Codogno, ex operatrice dell’Agenzia delle entrate condannata a tre anni e due mesi
L’accusa: compilava le pratiche di successione degli utenti che la ringraziavano con regali
Anche se con una riduzione della pena di 7 mesi, per la prescrizione di due episodi risalenti al 2012, la Cassazione ha confermato la condanna che era stata inflitta a inizio 2020 dal tribunale di Lodi a una dipendente dell’Agenzia delle entrate, all’epoca dei fatti in servizio a Codogno, poi trasferita, accusata di accesso abusivo a sistema informatico e di corruzione. La pena finale è di tre anni e due mesi.
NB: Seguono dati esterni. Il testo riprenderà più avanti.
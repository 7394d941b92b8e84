use std::fmt;

use thiserror::Error;

pub type Result<T> = std::result::Result<T, Error>;

#[derive(Error, Debug, Clone, PartialEq)]
#[non_exhaustive]
pub enum Error {
    //Media
    /// ErrPermissionDenied indicates that the platform or the user refused
    /// access to the requested capture devices.
    #[error("media: permission denied")]
    ErrPermissionDenied,

    /// ErrDeviceUnavailable indicates that the platform lacks a device for
    /// the requested capability.
    #[error("media: no {0} device available")]
    ErrDeviceUnavailable(String),

    /// ErrInvalidConstraints indicates that neither audio nor video was requested.
    #[error("media: constraints must request audio or video")]
    ErrInvalidConstraints,

    //Configuration
    #[error("invalid ice server url: {0}")]
    ErrInvalidIceServerUrl(String),

    /// ErrNoTurnCredentials indicates that a TURN server URL was provided
    /// without required credentials.
    #[error("turn server credentials required")]
    ErrNoTurnCredentials,

    #[error("max message size must be greater than zero")]
    ErrInvalidMaxMessageSize,

    //Negotiation
    /// ErrInvalidState indicates an operation issued out of order for the
    /// current negotiation state.
    #[error("invalid state: {0}")]
    ErrInvalidState(String),

    #[error("can't rollback from stable state")]
    ErrSignalingStateCannotRollback,

    #[error("invalid proposed signaling state transition: {0}")]
    ErrSignalingStateProposedTransitionInvalid(String),

    /// ErrNoRemoteDescription indicates that an operation was rejected because
    /// the remote description is not set
    #[error("remote description is not set")]
    ErrNoRemoteDescription,

    #[error("invalid session description: {0}")]
    ErrInvalidSessionDescription(String),

    /// ErrNegotiation carries a failure reported by the engine while generating
    /// or applying a session description.
    #[error("negotiation failed: {0}")]
    ErrNegotiation(String),

    //Candidate
    #[error("malformed ice candidate: {0}")]
    ErrCandidateMalformed(String),

    //DataChannel
    #[error("data channel failed to open: {0}")]
    ErrDataChannelOpen(String),

    #[error("data channel label {0:?} is already in use")]
    ErrDataChannelLabelInUse(String),

    /// ErrStringSizeLimit indicates that the character size limit of string is
    /// exceeded. The limit is hardcoded to 65535 according to specifications.
    #[error("data channel label exceeds size limit")]
    ErrStringSizeLimit,

    /// ErrProtocolTooLarge indicates that value given for a DataChannelInit protocol is
    /// longer then 65535 bytes
    #[error("protocol is larger then 65535 bytes")]
    ErrProtocolTooLarge,

    /// ErrRetransmitsOrPacketLifeTime indicates that an attempt to create a data
    /// channel was made with both options max_packet_life_time and max_retransmits
    /// set together.
    #[error("both max_packet_life_time and max_retransmits was set")]
    ErrRetransmitsOrPacketLifeTime,

    #[error("outbound packet larger than maximum message size")]
    ErrOutboundPacketTooLarge,

    /// ErrDataChannelClosed indicates an operation executed when the data
    /// channel is not (yet) open or closed.
    #[error("data channel closed")]
    ErrDataChannelClosed,

    #[error("data channel not existed")]
    ErrDataChannelNotExisted,

    #[error("stream already subscribed")]
    ErrAlreadySubscribed,

    //Connection
    /// ErrConnectionClosed indicates an operation executed after connection
    /// has already been closed.
    #[error("connection closed")]
    ErrConnectionClosed,

    #[error("engine: {0}")]
    ErrEngine(String),

    #[error("mutex poison: {0}")]
    PoisonError(String),

    #[error("{0}")]
    Other(String),
}

/// Coarse classification of [`Error`] used by callers that only care about
/// which layer failed.
#[derive(Debug, Copy, Clone, PartialEq, Eq)]
pub enum ErrorKind {
    Media,
    Config,
    Negotiation,
    Candidate,
    Channel,
    ConnectionClosed,
    Other,
}

impl fmt::Display for ErrorKind {
    fn fmt(&self, f: &mut fmt::Formatter<'_>) -> fmt::Result {
        let s = match *self {
            ErrorKind::Media => "media",
            ErrorKind::Config => "config",
            ErrorKind::Negotiation => "negotiation",
            ErrorKind::Candidate => "candidate",
            ErrorKind::Channel => "channel",
            ErrorKind::ConnectionClosed => "connection-closed",
            ErrorKind::Other => "other",
        };
        write!(f, "{s}")
    }
}

impl Error {
    pub fn kind(&self) -> ErrorKind {
        match self {
            Error::ErrPermissionDenied
            | Error::ErrDeviceUnavailable(_)
            | Error::ErrInvalidConstraints => ErrorKind::Media,
            Error::ErrInvalidIceServerUrl(_)
            | Error::ErrNoTurnCredentials
            | Error::ErrInvalidMaxMessageSize => ErrorKind::Config,
            Error::ErrInvalidState(_)
            | Error::ErrSignalingStateCannotRollback
            | Error::ErrSignalingStateProposedTransitionInvalid(_)
            | Error::ErrNoRemoteDescription
            | Error::ErrInvalidSessionDescription(_)
            | Error::ErrNegotiation(_) => ErrorKind::Negotiation,
            Error::ErrCandidateMalformed(_) => ErrorKind::Candidate,
            Error::ErrDataChannelOpen(_)
            | Error::ErrDataChannelLabelInUse(_)
            | Error::ErrStringSizeLimit
            | Error::ErrProtocolTooLarge
            | Error::ErrRetransmitsOrPacketLifeTime
            | Error::ErrOutboundPacketTooLarge
            | Error::ErrDataChannelClosed
            | Error::ErrDataChannelNotExisted
            | Error::ErrAlreadySubscribed => ErrorKind::Channel,
            Error::ErrConnectionClosed => ErrorKind::ConnectionClosed,
            Error::ErrEngine(_) | Error::PoisonError(_) | Error::Other(_) => ErrorKind::Other,
        }
    }

    /// Reports whether the error is the "invalid state" subtype of negotiation
    /// errors, i.e. an operation was issued out of order.
    pub fn is_invalid_state(&self) -> bool {
        matches!(
            self,
            Error::ErrInvalidState(_)
                | Error::ErrSignalingStateCannotRollback
                | Error::ErrSignalingStateProposedTransitionInvalid(_)
                | Error::ErrNoRemoteDescription
        )
    }
}

impl<T> From<std::sync::PoisonError<T>> for Error {
    fn from(e: std::sync::PoisonError<T>) -> Self {
        Error::PoisonError(e.to_string())
    }
}
/// Offer/answer rounds through the async API on the loopback engine.
use anyhow::Result;
use futures::StreamExt;
use serde_json::json;

use rtc_session::api::APIBuilder;
use rtc_session::error::Error;
use rtc_session::media_stream::{MediaSource, MediaStreamConstraints, StaticCaptureDevice};
use rtc_session::peer_connection::configuration::{RTCConfiguration, RTCOfferOptions};
use rtc_session::peer_connection::sdp::{RTCSdpType, RTCSessionDescription};
use rtc_session::peer_connection::state::{
    RTCNegotiationState, RTCPeerConnectionState, RTCSignalingState,
};

mod common;
use common::{init_logger, negotiate, within};

#[tokio::test]
async fn test_offer_answer_round() -> Result<()> {
    init_logger();

    let api = APIBuilder::new().build();
    let offerer = api.new_peer_connection(RTCConfiguration::default())?;
    let answerer = api.new_peer_connection(RTCConfiguration::default())?;

    let offer = offerer.create_offer(None).await?;
    assert_eq!(offer.sdp_type, RTCSdpType::Offer);
    assert_eq!(offerer.negotiation_state(), RTCNegotiationState::OfferCreated);

    offerer.set_local_description(offer.clone()).await?;
    assert_eq!(offerer.signaling_state(), RTCSignalingState::HaveLocalOffer);
    assert_eq!(offerer.local_description(), Some(offer));

    let offer = within(offerer.local_description_finalized()).await??;
    answerer.set_remote_description(offer).await?;
    assert_eq!(
        answerer.negotiation_state(),
        RTCNegotiationState::RemoteDescriptionSet
    );

    let answer = answerer.create_answer(None).await?;
    assert_eq!(answer.sdp_type, RTCSdpType::Answer);
    answerer.set_local_description(answer).await?;
    let answer = within(answerer.local_description_finalized()).await??;
    offerer.set_remote_description(answer).await?;

    within(offerer.connected()).await??;
    within(answerer.connected()).await??;

    for pc in [&offerer, &answerer] {
        assert_eq!(pc.negotiation_state(), RTCNegotiationState::Negotiated);
        assert_eq!(pc.signaling_state(), RTCSignalingState::Stable);
        assert_eq!(pc.connection_state(), RTCPeerConnectionState::Connected);
        assert!(pc.local_description().is_some());
        assert!(pc.remote_description().is_some());
    }

    Ok(())
}

#[tokio::test]
async fn test_operations_out_of_order() -> Result<()> {
    init_logger();

    let api = APIBuilder::new().build();
    let pc = api.new_peer_connection(RTCConfiguration::default())?;

    let err = pc.create_answer(None).await.unwrap_err();
    assert!(err.is_invalid_state(), "create_answer on idle: {err}");

    let answer = RTCSessionDescription::answer("v=0\r\n".to_owned())?;
    let err = pc.set_remote_description(answer).await.unwrap_err();
    assert!(err.is_invalid_state(), "remote answer on idle: {err}");

    // rejected operations leave the state untouched
    assert_eq!(pc.negotiation_state(), RTCNegotiationState::Idle);
    assert_eq!(pc.signaling_state(), RTCSignalingState::Stable);

    let offer = pc.create_offer(None).await?;
    let err = pc.create_offer(None).await.unwrap_err();
    assert!(err.is_invalid_state(), "second create_offer: {err}");

    pc.set_local_description(offer.clone()).await?;
    let err = pc.set_local_description(offer.clone()).await.unwrap_err();
    assert!(err.is_invalid_state(), "second set_local_description: {err}");
    assert_eq!(pc.local_description(), Some(offer));

    Ok(())
}

#[tokio::test]
async fn test_description_normalization() -> Result<()> {
    init_logger();

    let api = APIBuilder::new().build();
    let offerer = api.new_peer_connection(RTCConfiguration::default())?;
    let answerer = api.new_peer_connection(RTCConfiguration::default())?;

    let tests = vec![
        ("missing type", json!({ "sdp": "v=0\r\n" })),
        ("missing sdp", json!({ "type": "offer" })),
        ("unknown type", json!({ "type": "bogus", "sdp": "v=0\r\n" })),
        ("rollback", json!({ "type": "rollback", "sdp": "" })),
    ];
    for (name, value) in tests {
        match answerer.set_remote_description(value).await {
            Err(Error::ErrInvalidSessionDescription(_)) => {}
            other => panic!("testCase: {name}: unexpected {other:?}"),
        }
    }

    // an attribute bag is as good as a typed description
    let offer = offerer.create_offer(None).await?;
    offerer.set_local_description(offer).await?;
    let offer = within(offerer.local_description_finalized()).await??;
    answerer
        .set_remote_description(json!({ "type": "offer", "sdp": offer.sdp }))
        .await?;
    assert_eq!(answerer.remote_description(), Some(offer));

    Ok(())
}

#[tokio::test]
async fn test_engine_rejects_foreign_description() -> Result<()> {
    init_logger();

    let api = APIBuilder::new().build();
    let pc = api.new_peer_connection(RTCConfiguration::default())?;

    let foreign = RTCSessionDescription::offer(
        "v=0\r\no=- 1 1 IN IP4 127.0.0.1\r\ns=-\r\nt=0 0\r\nm=application 9 UDP/DTLS/SCTP webrtc-datachannel\r\n"
            .to_owned(),
    )?;
    match pc.set_remote_description(foreign).await {
        Err(Error::ErrNegotiation(_)) => {}
        other => panic!("unexpected {other:?}"),
    }
    assert_eq!(pc.negotiation_state(), RTCNegotiationState::Idle);
    assert!(pc.remote_description().is_none());

    Ok(())
}

#[tokio::test]
async fn test_media_sections_follow_streams_and_options() -> Result<()> {
    init_logger();

    let api = APIBuilder::new().build();
    let offerer = api.new_peer_connection(RTCConfiguration::default())?;
    let answerer = api.new_peer_connection(RTCConfiguration::default())?;

    let source = MediaSource::new(std::sync::Arc::new(StaticCaptureDevice::default()));
    let stream = source
        .acquire(MediaStreamConstraints {
            audio: true,
            video: false,
        })
        .await?;
    offerer.add_stream(&stream).await?;
    // attaching twice is a no-op
    offerer.add_stream(&stream).await?;

    let offer = offerer
        .create_offer(Some(RTCOfferOptions {
            offer_to_receive_video: true,
            ..Default::default()
        }))
        .await?;
    assert_eq!(offer.media_kinds(), vec!["audio", "video", "application"]);

    // streams can only be attached before negotiation starts
    let err = offerer.add_stream(&stream).await.unwrap_err();
    assert!(err.is_invalid_state(), "{err}");

    offerer.set_local_description(offer).await?;
    let offer = within(offerer.local_description_finalized()).await??;
    answerer.set_remote_description(offer.clone()).await?;
    let answer = answerer.create_answer(None).await?;
    assert_eq!(answer.media_kinds(), offer.media_kinds());

    Ok(())
}

#[tokio::test]
async fn test_negotiate_helper_connects() -> Result<()> {
    init_logger();

    let api = APIBuilder::new().build();
    let offerer = api.new_peer_connection(RTCConfiguration::default())?;
    let answerer = api.new_peer_connection(RTCConfiguration::default())?;

    negotiate(&offerer, &answerer).await?;
    within(offerer.connected()).await??;
    within(answerer.connected()).await??;

    // no renegotiation once negotiated
    let err = offerer.create_offer(None).await.unwrap_err();
    assert!(err.is_invalid_state(), "{err}");

    Ok(())
}

#[tokio::test]
async fn test_remote_streams_announced_on_connect() -> Result<()> {
    init_logger();

    let api = APIBuilder::new().build();
    let offerer = api.new_peer_connection(RTCConfiguration::default())?;
    let answerer = api.new_peer_connection(RTCConfiguration::default())?;
    let mut offerer_remote = offerer.remote_streams()?;
    let mut answerer_remote = answerer.remote_streams()?;
    match offerer.remote_streams() {
        Err(Error::ErrAlreadySubscribed) => {}
        other => panic!("unexpected {:?}", other.map(|_| ())),
    }

    let source = MediaSource::new(std::sync::Arc::new(StaticCaptureDevice::default()));
    let microphone = source
        .acquire(MediaStreamConstraints {
            audio: true,
            video: false,
        })
        .await?;
    let camera = source
        .acquire(MediaStreamConstraints {
            audio: false,
            video: true,
        })
        .await?;
    offerer.add_stream(&microphone).await?;
    answerer.add_stream(&camera).await?;

    negotiate(&offerer, &answerer).await?;
    within(offerer.connected()).await??;

    let stream = within(answerer_remote.next()).await?.expect("offerer stream");
    assert_eq!(stream, microphone);
    let stream = within(offerer_remote.next()).await?.expect("answerer stream");
    assert_eq!(stream.stream_id(), camera.stream_id());
    assert_eq!(stream.get_video_tracks().count(), 1);

    offerer.close();
    assert!(within(offerer_remote.next()).await?.is_none());

    Ok(())
}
A seguito di una lettera anonima era scattato un audit interno ed erano emerse una trentina di dichiarazioni di successione che apparivano compilate a mano con la sua scrittura. Dalle indagini era emerso che, in occasione di quelle dichiarazioni, la donna effettuava ricerche al terminale su posizioni fiscali collegate, ma prima che le dichiarazioni venissero ufficialmente presentate. Il processo aveva ridotto a una decina gli episodi penalmente rilevanti: secondo l'accusa, quando gli utenti si presentavano per le dichiarazioni di successione, la donna si offriva di aiutarli, raccogliendo le informazioni fiscali necessarie, direttamente dall’Anagrafe tributaria. Un onere che invece per legge spetta all’utente, che solitamente per evitare errori preferisce incaricare Caf, notai o commercialisti, e che peraltro alla banca dati tributaria non possono accedere direttamente. Secondo la sentenza di primo grado, quindi, di fatto la donna avrebbe svolto “attività privata di consulente esterno”. La dipendente delle Entrate sarebbe stata poi compensata con regali o “mance”, da qualcuno, secondo l’accusa, per importi da meno di 100 e fino a 500 euro. La donna si è sempre professata non colpevole e anche nel ricorso per Cassazione, attraverso i suoi legali, ha sostenuto che in realtà i suoi accessi all’Anagrafe tributaria in occasione delle denunce di successione sarebbero stati solo finalizzati a verificare la correttezza delle dichiarazioni presentate dagli utenti, come peraltro concesso da una circolare dell’Agenzia delle entrate. Tra l’altro gli utenti che avevano dato mance o regali, a loro volta finiti indagati, erano stati invece prosciolti: secondo la difesa, una corruzione senza corruttori che sarebbe un controsenso giuridico.